Records for processing
-- Opening Marker --
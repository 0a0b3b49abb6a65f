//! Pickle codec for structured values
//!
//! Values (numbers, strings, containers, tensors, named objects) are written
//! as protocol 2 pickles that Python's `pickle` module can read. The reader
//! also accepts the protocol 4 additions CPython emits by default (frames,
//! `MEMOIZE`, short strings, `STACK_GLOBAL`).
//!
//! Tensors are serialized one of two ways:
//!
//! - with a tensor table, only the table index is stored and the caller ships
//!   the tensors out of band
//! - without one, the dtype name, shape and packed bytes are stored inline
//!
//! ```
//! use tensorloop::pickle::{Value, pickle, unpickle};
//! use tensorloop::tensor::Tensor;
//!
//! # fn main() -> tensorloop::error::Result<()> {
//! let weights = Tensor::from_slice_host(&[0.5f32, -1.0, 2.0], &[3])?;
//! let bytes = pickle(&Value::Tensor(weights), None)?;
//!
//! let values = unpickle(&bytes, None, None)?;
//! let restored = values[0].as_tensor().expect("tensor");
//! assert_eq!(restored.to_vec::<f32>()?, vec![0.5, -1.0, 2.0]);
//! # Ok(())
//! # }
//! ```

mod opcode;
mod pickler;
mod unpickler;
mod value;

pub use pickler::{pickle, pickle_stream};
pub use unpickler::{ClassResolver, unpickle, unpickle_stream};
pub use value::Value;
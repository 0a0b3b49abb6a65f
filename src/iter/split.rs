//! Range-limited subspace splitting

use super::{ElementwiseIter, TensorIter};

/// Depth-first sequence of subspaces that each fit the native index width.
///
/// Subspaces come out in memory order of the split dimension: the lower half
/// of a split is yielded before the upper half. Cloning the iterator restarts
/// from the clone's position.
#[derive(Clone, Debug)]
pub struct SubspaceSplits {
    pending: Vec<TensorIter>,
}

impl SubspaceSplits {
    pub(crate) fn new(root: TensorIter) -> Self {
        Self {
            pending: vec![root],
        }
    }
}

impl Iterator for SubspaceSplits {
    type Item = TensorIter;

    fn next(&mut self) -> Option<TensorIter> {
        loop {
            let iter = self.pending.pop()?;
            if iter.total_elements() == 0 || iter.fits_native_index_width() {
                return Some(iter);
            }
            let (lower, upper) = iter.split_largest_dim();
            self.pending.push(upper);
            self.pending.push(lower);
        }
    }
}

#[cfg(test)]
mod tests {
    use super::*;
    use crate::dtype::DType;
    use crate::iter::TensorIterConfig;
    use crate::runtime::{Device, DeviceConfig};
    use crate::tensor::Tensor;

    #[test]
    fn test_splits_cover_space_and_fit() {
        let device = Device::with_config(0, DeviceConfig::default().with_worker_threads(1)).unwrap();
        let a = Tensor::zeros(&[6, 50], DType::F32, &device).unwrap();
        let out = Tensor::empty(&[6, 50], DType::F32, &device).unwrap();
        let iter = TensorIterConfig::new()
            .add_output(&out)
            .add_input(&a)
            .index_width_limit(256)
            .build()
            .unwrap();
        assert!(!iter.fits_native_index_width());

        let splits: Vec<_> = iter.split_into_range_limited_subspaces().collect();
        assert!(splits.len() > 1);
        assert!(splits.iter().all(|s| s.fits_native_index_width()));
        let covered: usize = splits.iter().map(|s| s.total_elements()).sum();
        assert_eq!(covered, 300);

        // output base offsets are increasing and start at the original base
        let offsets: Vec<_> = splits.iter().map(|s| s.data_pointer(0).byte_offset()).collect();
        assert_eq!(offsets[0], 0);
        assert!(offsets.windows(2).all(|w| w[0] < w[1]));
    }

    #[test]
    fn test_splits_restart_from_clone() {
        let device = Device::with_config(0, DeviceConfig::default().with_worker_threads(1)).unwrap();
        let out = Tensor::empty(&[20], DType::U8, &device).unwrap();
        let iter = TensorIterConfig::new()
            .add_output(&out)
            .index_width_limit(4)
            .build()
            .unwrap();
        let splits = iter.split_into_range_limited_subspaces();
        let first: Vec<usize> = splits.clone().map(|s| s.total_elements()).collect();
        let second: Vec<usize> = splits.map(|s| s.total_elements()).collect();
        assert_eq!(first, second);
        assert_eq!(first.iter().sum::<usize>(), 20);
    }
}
-- Closing Marker --
-- Opening Marker --
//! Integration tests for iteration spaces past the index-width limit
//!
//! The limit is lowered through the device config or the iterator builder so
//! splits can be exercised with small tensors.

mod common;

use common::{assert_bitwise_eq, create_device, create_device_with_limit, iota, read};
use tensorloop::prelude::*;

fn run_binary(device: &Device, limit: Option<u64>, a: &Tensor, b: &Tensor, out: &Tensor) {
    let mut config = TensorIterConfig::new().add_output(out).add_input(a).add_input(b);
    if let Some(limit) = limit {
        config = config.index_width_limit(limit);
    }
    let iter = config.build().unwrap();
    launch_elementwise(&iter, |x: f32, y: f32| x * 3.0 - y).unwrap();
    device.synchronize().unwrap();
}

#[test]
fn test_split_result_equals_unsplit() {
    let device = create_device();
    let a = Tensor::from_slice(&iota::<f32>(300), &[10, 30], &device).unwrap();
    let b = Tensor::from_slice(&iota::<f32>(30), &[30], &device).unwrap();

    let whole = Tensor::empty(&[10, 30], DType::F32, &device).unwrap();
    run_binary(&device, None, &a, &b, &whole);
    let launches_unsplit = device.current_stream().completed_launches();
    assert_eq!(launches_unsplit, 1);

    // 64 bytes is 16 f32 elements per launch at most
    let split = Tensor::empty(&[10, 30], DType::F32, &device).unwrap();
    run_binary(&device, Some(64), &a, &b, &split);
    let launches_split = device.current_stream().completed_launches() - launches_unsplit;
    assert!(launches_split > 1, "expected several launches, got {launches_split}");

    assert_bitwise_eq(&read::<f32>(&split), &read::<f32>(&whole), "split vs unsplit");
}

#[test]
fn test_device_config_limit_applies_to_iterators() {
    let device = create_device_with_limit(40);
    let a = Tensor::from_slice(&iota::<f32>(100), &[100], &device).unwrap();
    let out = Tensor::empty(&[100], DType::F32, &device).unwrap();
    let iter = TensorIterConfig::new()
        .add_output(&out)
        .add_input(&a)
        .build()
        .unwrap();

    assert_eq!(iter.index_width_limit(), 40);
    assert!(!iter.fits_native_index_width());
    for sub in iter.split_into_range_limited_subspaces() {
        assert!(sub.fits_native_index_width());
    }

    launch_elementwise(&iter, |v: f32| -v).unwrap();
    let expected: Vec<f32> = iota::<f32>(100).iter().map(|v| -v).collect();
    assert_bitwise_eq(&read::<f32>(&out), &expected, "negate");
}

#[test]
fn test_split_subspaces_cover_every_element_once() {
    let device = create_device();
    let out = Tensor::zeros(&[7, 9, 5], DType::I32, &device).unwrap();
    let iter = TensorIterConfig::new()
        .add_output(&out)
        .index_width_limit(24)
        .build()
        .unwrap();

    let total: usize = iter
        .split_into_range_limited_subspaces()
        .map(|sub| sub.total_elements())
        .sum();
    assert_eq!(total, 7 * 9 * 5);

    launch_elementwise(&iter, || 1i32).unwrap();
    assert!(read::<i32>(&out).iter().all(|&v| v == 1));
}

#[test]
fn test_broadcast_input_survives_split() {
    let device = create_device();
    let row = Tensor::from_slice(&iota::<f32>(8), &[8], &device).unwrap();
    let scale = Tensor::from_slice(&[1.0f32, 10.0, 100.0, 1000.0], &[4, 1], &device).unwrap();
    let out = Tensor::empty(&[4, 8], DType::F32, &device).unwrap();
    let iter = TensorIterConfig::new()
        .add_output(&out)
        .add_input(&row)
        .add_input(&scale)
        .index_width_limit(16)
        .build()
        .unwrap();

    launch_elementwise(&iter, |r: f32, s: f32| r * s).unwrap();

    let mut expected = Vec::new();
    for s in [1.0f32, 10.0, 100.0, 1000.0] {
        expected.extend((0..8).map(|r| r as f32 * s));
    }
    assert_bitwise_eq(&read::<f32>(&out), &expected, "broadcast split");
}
-- Closing Marker --
-- Opening Marker --
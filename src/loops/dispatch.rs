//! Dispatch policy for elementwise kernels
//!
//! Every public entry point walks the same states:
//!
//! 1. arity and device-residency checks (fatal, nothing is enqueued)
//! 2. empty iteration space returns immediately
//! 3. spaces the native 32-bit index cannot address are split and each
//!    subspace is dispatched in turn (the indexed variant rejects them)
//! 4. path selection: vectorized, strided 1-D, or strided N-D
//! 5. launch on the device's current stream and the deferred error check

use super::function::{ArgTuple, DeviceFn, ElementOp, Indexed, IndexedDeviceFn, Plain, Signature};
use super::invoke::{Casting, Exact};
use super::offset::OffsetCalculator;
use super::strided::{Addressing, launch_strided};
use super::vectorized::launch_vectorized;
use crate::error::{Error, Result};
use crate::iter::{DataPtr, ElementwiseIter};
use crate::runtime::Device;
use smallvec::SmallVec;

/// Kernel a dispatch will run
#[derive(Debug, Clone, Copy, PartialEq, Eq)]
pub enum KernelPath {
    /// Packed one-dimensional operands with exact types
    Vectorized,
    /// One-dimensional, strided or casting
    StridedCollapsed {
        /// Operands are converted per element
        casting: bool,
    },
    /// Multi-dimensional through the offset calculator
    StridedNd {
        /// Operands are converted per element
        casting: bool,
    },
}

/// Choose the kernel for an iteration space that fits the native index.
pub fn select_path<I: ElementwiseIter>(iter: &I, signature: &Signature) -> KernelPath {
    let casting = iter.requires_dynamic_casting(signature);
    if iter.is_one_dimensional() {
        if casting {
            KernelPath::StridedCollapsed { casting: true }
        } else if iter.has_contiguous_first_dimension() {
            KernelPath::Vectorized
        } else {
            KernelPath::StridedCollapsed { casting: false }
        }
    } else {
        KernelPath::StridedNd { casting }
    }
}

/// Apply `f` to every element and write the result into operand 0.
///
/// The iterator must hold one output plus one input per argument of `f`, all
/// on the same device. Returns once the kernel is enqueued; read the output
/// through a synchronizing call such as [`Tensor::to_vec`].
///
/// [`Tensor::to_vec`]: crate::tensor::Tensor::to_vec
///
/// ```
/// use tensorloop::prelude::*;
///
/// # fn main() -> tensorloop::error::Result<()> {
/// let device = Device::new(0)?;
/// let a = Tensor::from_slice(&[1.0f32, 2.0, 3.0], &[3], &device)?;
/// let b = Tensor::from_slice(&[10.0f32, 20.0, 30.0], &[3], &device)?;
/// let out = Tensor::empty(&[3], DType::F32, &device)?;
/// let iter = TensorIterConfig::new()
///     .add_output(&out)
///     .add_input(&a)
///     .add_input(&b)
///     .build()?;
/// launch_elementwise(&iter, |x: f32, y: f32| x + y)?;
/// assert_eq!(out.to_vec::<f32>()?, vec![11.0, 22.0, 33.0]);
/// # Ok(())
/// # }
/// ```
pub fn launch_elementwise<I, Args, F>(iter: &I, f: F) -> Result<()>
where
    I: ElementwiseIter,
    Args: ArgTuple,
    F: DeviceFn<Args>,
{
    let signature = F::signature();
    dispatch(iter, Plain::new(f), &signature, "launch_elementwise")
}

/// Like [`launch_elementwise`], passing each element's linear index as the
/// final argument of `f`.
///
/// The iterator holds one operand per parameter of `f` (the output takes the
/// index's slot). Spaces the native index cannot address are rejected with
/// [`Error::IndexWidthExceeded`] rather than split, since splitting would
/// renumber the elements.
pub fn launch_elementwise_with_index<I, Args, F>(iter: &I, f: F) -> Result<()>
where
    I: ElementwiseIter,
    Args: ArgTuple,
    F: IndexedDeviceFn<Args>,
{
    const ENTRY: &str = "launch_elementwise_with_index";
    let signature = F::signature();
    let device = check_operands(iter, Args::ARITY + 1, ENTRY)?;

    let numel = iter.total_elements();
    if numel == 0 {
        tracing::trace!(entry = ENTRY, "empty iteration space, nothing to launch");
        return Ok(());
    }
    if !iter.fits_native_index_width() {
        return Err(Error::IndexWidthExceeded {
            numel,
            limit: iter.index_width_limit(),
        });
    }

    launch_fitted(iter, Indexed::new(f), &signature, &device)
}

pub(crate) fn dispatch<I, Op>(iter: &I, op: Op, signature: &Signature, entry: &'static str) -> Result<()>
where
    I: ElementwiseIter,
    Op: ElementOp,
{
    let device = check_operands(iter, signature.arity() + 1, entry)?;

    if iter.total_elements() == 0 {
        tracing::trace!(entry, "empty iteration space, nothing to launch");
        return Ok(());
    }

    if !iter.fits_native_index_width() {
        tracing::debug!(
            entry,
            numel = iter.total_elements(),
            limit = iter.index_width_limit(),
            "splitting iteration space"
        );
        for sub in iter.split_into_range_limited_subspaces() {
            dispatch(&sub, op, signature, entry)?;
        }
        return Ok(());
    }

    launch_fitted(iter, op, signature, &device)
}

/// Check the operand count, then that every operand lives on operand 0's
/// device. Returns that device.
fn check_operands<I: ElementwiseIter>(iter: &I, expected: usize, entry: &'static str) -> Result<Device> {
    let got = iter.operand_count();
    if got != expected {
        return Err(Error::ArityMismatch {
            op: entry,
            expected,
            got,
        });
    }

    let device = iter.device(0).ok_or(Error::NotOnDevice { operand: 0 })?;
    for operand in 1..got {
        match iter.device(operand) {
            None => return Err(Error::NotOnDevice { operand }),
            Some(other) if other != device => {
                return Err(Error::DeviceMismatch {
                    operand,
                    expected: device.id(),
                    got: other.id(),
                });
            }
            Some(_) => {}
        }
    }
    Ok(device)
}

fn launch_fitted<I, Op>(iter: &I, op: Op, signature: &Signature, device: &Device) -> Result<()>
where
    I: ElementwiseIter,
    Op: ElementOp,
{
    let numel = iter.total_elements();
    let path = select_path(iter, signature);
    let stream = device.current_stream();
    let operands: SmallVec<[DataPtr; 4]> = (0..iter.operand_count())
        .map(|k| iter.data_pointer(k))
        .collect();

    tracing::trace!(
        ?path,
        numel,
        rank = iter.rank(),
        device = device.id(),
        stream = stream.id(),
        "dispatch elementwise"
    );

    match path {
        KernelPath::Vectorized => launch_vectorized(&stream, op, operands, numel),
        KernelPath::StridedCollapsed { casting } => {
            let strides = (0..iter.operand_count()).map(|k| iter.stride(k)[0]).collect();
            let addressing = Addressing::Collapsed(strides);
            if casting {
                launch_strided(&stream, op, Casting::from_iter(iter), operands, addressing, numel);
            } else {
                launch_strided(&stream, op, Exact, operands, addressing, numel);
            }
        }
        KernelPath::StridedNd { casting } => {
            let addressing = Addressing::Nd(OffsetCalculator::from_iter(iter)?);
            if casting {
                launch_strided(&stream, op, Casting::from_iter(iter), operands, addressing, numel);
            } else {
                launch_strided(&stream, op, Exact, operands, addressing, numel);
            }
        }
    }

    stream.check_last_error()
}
-- Closing Marker --
Aim of the task
For every line in the listing above that contains "argument", copy that line.

Task output
/// The iterator must hold one output plus one input per argument of `f`, all
/// final argument of `f`.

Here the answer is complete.